# Instructions for the task:
Across all entries below, how many lines include "writing"? Answer with the number alone.

# Supplied entries:

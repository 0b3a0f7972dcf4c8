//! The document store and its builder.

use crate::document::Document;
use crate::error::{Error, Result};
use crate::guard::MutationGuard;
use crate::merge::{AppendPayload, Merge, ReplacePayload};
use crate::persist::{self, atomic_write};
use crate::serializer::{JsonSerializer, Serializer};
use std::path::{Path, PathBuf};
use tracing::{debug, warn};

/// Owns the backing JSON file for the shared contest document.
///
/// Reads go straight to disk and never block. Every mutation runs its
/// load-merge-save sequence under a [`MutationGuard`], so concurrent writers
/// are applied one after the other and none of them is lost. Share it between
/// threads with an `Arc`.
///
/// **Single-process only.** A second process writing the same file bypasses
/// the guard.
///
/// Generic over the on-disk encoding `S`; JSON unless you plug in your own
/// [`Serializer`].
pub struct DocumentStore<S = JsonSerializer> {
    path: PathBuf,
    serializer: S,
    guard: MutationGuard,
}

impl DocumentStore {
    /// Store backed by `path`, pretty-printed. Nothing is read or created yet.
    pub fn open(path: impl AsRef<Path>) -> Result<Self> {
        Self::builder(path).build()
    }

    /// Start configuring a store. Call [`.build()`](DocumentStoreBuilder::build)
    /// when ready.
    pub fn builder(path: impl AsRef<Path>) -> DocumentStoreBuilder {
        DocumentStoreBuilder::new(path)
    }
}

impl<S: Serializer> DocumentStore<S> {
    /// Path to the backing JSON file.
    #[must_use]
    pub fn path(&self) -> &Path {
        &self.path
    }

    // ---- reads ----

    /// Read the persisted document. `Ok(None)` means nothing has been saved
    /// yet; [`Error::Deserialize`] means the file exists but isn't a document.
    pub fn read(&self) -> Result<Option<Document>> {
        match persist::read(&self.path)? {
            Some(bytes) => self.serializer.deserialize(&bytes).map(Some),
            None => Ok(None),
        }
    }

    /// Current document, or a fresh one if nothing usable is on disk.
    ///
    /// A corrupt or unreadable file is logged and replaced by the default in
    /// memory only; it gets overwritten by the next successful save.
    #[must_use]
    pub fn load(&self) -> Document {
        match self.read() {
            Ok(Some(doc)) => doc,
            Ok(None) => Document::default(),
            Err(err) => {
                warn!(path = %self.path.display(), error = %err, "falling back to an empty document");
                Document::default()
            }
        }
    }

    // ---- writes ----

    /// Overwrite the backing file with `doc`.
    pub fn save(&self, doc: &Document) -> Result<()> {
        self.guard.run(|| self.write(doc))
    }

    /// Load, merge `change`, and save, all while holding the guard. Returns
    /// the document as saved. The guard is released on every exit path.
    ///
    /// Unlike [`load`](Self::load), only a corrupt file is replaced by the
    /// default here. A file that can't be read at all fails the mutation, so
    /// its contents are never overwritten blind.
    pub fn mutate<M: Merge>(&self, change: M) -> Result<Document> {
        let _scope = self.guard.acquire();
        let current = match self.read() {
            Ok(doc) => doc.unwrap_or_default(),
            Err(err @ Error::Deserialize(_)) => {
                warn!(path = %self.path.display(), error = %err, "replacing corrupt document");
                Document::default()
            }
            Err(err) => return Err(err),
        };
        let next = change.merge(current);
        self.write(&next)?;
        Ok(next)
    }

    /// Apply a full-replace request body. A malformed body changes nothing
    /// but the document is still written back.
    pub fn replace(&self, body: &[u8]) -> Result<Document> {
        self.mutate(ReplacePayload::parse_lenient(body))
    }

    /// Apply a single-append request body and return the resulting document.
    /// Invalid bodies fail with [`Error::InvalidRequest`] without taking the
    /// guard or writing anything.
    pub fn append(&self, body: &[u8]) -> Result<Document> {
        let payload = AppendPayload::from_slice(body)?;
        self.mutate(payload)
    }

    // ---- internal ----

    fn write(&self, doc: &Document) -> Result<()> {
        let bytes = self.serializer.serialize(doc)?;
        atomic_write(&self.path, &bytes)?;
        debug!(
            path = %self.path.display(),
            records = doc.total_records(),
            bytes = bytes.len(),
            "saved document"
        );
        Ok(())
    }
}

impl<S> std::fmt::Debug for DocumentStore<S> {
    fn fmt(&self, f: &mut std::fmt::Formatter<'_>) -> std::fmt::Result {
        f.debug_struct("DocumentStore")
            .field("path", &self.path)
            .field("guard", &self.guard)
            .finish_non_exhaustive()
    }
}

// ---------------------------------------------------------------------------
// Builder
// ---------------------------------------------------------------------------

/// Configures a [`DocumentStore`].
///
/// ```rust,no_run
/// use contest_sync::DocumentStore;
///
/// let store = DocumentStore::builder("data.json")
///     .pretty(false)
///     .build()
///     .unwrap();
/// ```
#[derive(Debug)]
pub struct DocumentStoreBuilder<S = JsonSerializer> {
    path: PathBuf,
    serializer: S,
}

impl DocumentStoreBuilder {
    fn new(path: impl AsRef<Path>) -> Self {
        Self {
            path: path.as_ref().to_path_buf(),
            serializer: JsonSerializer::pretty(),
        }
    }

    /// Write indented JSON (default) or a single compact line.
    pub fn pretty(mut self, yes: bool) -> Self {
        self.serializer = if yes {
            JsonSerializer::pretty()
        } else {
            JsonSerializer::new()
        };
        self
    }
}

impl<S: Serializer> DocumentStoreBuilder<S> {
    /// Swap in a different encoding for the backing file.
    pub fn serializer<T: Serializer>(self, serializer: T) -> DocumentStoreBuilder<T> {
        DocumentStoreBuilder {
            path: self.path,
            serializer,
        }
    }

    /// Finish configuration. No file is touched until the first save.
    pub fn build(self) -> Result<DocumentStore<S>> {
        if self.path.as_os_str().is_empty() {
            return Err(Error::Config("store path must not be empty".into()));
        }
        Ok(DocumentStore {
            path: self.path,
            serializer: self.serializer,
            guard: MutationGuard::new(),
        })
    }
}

# Response for this exercise:
2